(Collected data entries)
- Opening Delimiter -
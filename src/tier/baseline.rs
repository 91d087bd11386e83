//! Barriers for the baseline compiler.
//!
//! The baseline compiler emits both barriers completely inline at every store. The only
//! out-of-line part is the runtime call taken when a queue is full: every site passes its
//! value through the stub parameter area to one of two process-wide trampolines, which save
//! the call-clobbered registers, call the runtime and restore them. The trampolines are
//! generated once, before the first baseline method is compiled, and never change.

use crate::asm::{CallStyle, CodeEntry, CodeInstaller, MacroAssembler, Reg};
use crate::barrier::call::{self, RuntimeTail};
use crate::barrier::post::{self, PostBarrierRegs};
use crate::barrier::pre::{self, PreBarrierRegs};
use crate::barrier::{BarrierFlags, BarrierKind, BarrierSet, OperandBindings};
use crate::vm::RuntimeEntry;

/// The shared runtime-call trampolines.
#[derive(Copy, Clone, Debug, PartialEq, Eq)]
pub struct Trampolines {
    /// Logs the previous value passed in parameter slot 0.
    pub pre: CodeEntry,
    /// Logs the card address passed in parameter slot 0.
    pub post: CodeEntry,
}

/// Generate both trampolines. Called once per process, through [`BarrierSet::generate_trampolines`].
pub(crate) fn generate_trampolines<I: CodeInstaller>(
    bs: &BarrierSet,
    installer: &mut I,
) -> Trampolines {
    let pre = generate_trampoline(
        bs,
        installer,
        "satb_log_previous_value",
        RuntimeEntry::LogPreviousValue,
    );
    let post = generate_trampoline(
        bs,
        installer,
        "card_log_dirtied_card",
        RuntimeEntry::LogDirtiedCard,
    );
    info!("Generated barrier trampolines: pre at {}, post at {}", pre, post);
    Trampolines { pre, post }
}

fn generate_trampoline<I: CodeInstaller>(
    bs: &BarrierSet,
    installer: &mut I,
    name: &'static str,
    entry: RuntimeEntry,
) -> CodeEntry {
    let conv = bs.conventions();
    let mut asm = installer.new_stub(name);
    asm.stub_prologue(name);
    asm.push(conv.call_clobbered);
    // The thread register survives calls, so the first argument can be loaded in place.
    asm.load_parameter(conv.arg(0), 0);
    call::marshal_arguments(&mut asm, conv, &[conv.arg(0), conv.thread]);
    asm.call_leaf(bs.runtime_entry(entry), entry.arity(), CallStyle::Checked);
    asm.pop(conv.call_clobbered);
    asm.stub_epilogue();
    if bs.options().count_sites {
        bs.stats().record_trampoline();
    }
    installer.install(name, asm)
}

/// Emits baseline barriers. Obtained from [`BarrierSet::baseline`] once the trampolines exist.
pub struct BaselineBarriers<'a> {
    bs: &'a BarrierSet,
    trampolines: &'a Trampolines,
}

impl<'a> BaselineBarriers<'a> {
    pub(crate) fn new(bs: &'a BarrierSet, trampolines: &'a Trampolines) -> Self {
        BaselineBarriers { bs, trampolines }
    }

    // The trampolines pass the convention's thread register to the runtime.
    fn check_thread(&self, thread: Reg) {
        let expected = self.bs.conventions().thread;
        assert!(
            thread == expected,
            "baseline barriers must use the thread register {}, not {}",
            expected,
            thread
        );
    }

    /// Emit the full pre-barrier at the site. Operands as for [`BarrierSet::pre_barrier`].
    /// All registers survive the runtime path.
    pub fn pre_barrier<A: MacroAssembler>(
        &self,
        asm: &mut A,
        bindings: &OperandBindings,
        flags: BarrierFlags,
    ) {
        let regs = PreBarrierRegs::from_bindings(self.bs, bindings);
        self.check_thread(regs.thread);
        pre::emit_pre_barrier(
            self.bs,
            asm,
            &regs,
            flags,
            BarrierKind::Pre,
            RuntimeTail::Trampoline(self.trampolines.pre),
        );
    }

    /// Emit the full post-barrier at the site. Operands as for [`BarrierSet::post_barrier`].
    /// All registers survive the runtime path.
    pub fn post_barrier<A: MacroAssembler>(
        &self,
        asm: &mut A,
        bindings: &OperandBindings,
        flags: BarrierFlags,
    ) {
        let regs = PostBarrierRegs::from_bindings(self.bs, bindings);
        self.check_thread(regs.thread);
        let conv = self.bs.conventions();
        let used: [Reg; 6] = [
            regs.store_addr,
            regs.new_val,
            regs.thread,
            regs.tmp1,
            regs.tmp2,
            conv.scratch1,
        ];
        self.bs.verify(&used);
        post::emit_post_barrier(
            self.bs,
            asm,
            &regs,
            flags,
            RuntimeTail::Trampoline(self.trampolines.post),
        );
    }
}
- Closing Delimiter -
[TASK INSTRUCTIONS] In full and without alteration, copy the entries.

[YOUR SOLUTION]
filename src/tier/baseline.rs
repository 91d087bd11386e83
//! Barriers for the baseline compiler.
//!
//! The baseline compiler emits both barriers completely inline at every store. The only
//! out-of-line part is the runtime call taken when a queue is full: every site passes its
//! value through the stub parameter area to one of two process-wide trampolines, which save
//! the call-clobbered registers, call the runtime and restore them. The trampolines are
//! generated once, before the first baseline method is compiled, and never change.

use crate::asm::{CallStyle, CodeEntry, CodeInstaller, MacroAssembler, Reg};
use crate::barrier::call::{self, RuntimeTail};
use crate::barrier::post::{self, PostBarrierRegs};
use crate::barrier::pre::{self, PreBarrierRegs};
use crate::barrier::{BarrierFlags, BarrierKind, BarrierSet, OperandBindings};
use crate::vm::RuntimeEntry;

/// The shared runtime-call trampolines.
#[derive(Copy, Clone, Debug, PartialEq, Eq)]
pub struct Trampolines {
    /// Logs the previous value passed in parameter slot 0.
    pub pre: CodeEntry,
    /// Logs the card address passed in parameter slot 0.
    pub post: CodeEntry,
}

/// Generate both trampolines. Called once per process, through [`BarrierSet::generate_trampolines`].
pub(crate) fn generate_trampolines<I: CodeInstaller>(
    bs: &BarrierSet,
    installer: &mut I,
) -> Trampolines {
    let pre = generate_trampoline(
        bs,
        installer,
        "satb_log_previous_value",
        RuntimeEntry::LogPreviousValue,
    );
    let post = generate_trampoline(
        bs,
        installer,
        "card_log_dirtied_card",
        RuntimeEntry::LogDirtiedCard,
    );
    info!("Generated barrier trampolines: pre at {}, post at {}", pre, post);
    Trampolines { pre, post }
}

fn generate_trampoline<I: CodeInstaller>(
    bs: &BarrierSet,
    installer: &mut I,
    name: &'static str,
    entry: RuntimeEntry,
) -> CodeEntry {
    let conv = bs.conventions();
    let mut asm = installer.new_stub(name);
    asm.stub_prologue(name);
    asm.push(conv.call_clobbered);
    // The thread register survives calls, so the first argument can be loaded in place.
    asm.load_parameter(conv.arg(0), 0);
    call::marshal_arguments(&mut asm, conv, &[conv.arg(0), conv.thread]);
    asm.call_leaf(bs.runtime_entry(entry), entry.arity(), CallStyle::Checked);
    asm.pop(conv.call_clobbered);
    asm.stub_epilogue();
    if bs.options().count_sites {
        bs.stats().record_trampoline();
    }
    installer.install(name, asm)
}

/// Emits baseline barriers. Obtained from [`BarrierSet::baseline`] once the trampolines exist.
pub struct BaselineBarriers<'a> {
    bs: &'a BarrierSet,
    trampolines: &'a Trampolines,
}

impl<'a> BaselineBarriers<'a> {
    pub(crate) fn new(bs: &'a BarrierSet, trampolines: &'a Trampolines) -> Self {
        BaselineBarriers { bs, trampolines }
    }

    // The trampolines pass the convention's thread register to the runtime.
    fn check_thread(&self, thread: Reg) {
        let expected = self.bs.conventions().thread;
        assert!(
            thread == expected,
            "baseline barriers must use the thread register {}, not {}",
            expected,
            thread
        );
    }

    /// Emit the full pre-barrier at the site. Operands as for [`BarrierSet::pre_barrier`].
    /// All registers survive the runtime path.
    pub fn pre_barrier<A: MacroAssembler>(
        &self,
        asm: &mut A,
        bindings: &OperandBindings,
        flags: BarrierFlags,
    ) {
        let regs = PreBarrierRegs::from_bindings(self.bs, bindings);
        self.check_thread(regs.thread);
        pre::emit_pre_barrier(
            self.bs,
            asm,
            &regs,
            flags,
            BarrierKind::Pre,
            RuntimeTail::Trampoline(self.trampolines.pre),
        );
    }

    /// Emit the full post-barrier at the site. Operands as for [`BarrierSet::post_barrier`].
    /// All registers survive the runtime path.
    pub fn post_barrier<A: MacroAssembler>(
        &self,
        asm: &mut A,
        bindings: &OperandBindings,
        flags: BarrierFlags,
    ) {
        let regs = PostBarrierRegs::from_bindings(self.bs, bindings);
        self.check_thread(regs.thread);
        let conv = self.bs.conventions();
        let used: [Reg; 6] = [
            regs.store_addr,
            regs.new_val,
            regs.thread,
            regs.tmp1,
            regs.tmp2,
            conv.scratch1,
        ];
        self.bs.verify(&used);
        post::emit_post_barrier(
            self.bs,
            asm,
            &regs,
            flags,
            RuntimeTail::Trampoline(self.trampolines.post),
        );
    }
}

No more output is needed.